Until this invalidation/sharing happens, no one else has read/wrote to our cache line. We signify our state as "modified" (if we actually wrote the cache, and we need to tell main memory), or "exclusive" (if we match main memory). This means we can keep writing without bothering to tell anyone else, as no one else needs to know what values are actually in X's cache line.

kayvonf

Excellent @smklein. Now can someone try to do the same, but use the terms write propagation and write serialization in their explanation.

idl

@kayvonf I'll take a stab at this. The purpose of these coherence protocols is to ensure write propagation. This is where a processor P's write to a location in memory is propagated, or seen by all the other processors. This gets at the heart of the coherence problem; without write propagation, other processors might get stale data upon reads. This can be ensured by the invalidation protocols as summarized by @smklein above, via read-exclusive broadcasts, and the various states in the state diagrams on slide 20.

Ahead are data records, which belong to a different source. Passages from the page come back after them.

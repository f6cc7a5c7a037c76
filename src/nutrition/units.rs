//! Unit types and conversion constants
//!
//! Provides the weight and volume units food can be logged in, along with
//! their fixed conversion factors.

use serde::{Deserialize, Serialize};

/// Family a measurement unit belongs to. Conversion only happens within a family.
#[derive(Debug, Clone, Copy, PartialEq, Eq, Hash, Serialize, Deserialize)]
#[serde(rename_all = "lowercase")]
pub enum UnitFamily {
    /// Mass units, converted through grams
    Weight,
    /// Volume units, converted through milliliters
    Volume,
}

impl UnitFamily {
    /// Units of this family in display order
    pub fn units(&self) -> &'static [Unit] {
        match self {
            UnitFamily::Weight => WEIGHT_UNITS,
            UnitFamily::Volume => VOLUME_UNITS,
        }
    }
}

/// A recognized measurement unit
#[derive(Debug, Clone, Copy, PartialEq, Eq, Hash)]
pub enum Unit {
    Gram,
    Ounce,
    Pound,
    Kilogram,
    Milliliter,
    FluidOunce,
    Cup,
    Tablespoon,
    Teaspoon,
    Liter,
}

/// Weight units in the order they are offered for logging
pub const WEIGHT_UNITS: &[Unit] = &[Unit::Ounce, Unit::Gram, Unit::Pound, Unit::Kilogram];

/// Volume units in the order they are offered for logging
pub const VOLUME_UNITS: &[Unit] = &[
    Unit::Milliliter,
    Unit::FluidOunce,
    Unit::Cup,
    Unit::Tablespoon,
    Unit::Teaspoon,
    Unit::Liter,
];

// ============================================================================
// Weight Conversion Constants (to grams)
// ============================================================================

/// Grams per ounce
pub const G_PER_OZ: f64 = 28.3495;
/// Grams per pound
pub const G_PER_LB: f64 = 453.592;
/// Grams per kilogram
pub const G_PER_KG: f64 = 1000.0;

// ============================================================================
// Volume Conversion Constants (to milliliters)
// ============================================================================

/// Milliliters per fluid ounce
pub const ML_PER_FL_OZ: f64 = 29.5735;
/// Milliliters per cup (US)
pub const ML_PER_CUP: f64 = 236.588;
/// Milliliters per tablespoon
pub const ML_PER_TBSP: f64 = 14.7868;
/// Milliliters per teaspoon
pub const ML_PER_TSP: f64 = 4.92892;
/// Milliliters per liter
pub const ML_PER_LITER: f64 = 1000.0;

impl Unit {
    /// Recognize a unit string. Matching ignores case and surrounding whitespace.
    pub fn parse(unit: &str) -> Option<Self> {
        let lower = unit.to_lowercase();
        let trimmed = lower.trim();

        match trimmed {
            "g" | "gram" | "grams" => Some(Unit::Gram),
            "oz" | "ounce" | "ounces" => Some(Unit::Ounce),
            "lb" | "lbs" | "pound" | "pounds" => Some(Unit::Pound),
            "kg" | "kilogram" | "kilograms" => Some(Unit::Kilogram),
            "ml" | "milliliter" | "milliliters" | "millilitre" | "millilitres" => {
                Some(Unit::Milliliter)
            }
            "fl oz" | "floz" | "fluid ounce" | "fluid ounces" => Some(Unit::FluidOunce),
            "cup" | "cups" => Some(Unit::Cup),
            "tbsp" | "tablespoon" | "tablespoons" => Some(Unit::Tablespoon),
            "tsp" | "teaspoon" | "teaspoons" => Some(Unit::Teaspoon),
            "l" | "liter" | "liters" | "litre" | "litres" => Some(Unit::Liter),
            _ => None,
        }
    }

    /// Canonical short code, as stored on food entries
    pub fn as_str(&self) -> &'static str {
        match self {
            Unit::Gram => "g",
            Unit::Ounce => "oz",
            Unit::Pound => "lb",
            Unit::Kilogram => "kg",
            Unit::Milliliter => "ml",
            Unit::FluidOunce => "fl oz",
            Unit::Cup => "cup",
            Unit::Tablespoon => "tbsp",
            Unit::Teaspoon => "tsp",
            Unit::Liter => "l",
        }
    }

    pub fn family(&self) -> UnitFamily {
        match self {
            Unit::Gram | Unit::Ounce | Unit::Pound | Unit::Kilogram => UnitFamily::Weight,
            _ => UnitFamily::Volume,
        }
    }

    /// Size of one of this unit in the family's base unit (grams or milliliters)
    pub fn base_factor(&self) -> f64 {
        match self {
            Unit::Gram => 1.0,
            Unit::Ounce => G_PER_OZ,
            Unit::Pound => G_PER_LB,
            Unit::Kilogram => G_PER_KG,
            Unit::Milliliter => 1.0,
            Unit::FluidOunce => ML_PER_FL_OZ,
            Unit::Cup => ML_PER_CUP,
            Unit::Tablespoon => ML_PER_TBSP,
            Unit::Teaspoon => ML_PER_TSP,
            Unit::Liter => ML_PER_LITER,
        }
    }
}

impl std::fmt::Display for Unit {
    fn fmt(&self, f: &mut std::fmt::Formatter<'_>) -> std::fmt::Result {
        f.write_str(self.as_str())
    }
}

/// Get the conversion factor to grams for a weight unit
pub fn grams_per_unit(unit: &str) -> Option<f64> {
    Unit::parse(unit)
        .filter(|u| u.family() == UnitFamily::Weight)
        .map(|u| u.base_factor())
}

/// Get the conversion factor to milliliters for a volume unit
pub fn ml_per_unit(unit: &str) -> Option<f64> {
    Unit::parse(unit)
        .filter(|u| u.family() == UnitFamily::Volume)
        .map(|u| u.base_factor())
}

/// Determine the family of a unit string, if it is recognized at all
pub fn categorize_unit(unit: &str) -> Option<UnitFamily> {
    Unit::parse(unit).map(|u| u.family())
}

Write serialization is to follow the definition of coherence, where we strive to define a total ordering of operations at the same memory location on a line. This ensures that every processor observes the same order of reads/writes. Having the read-exclusive state ensures that only 1 processor may write to a memory location at any one time, and the result of write propagation is that any read that follows that write would get the updated value of that location (otherwise the read 'dot' would appear before the write on the timeline).

Q_Q

@lixf, @spilledmilk The 20 lanes refers to that 20 bits can be transferred on one clock edge.

What probably actually happens is that since the interconnect uses QPI to create a ring buffer, and the ring buffer's slots for messages are defined by a number of clock edges (so if a slot is 5 edges, it can hold 20 lanes x 5 edges = 100 bits), and that the cache controller has to wait until it sees an empty slot to put it's message in the buffer.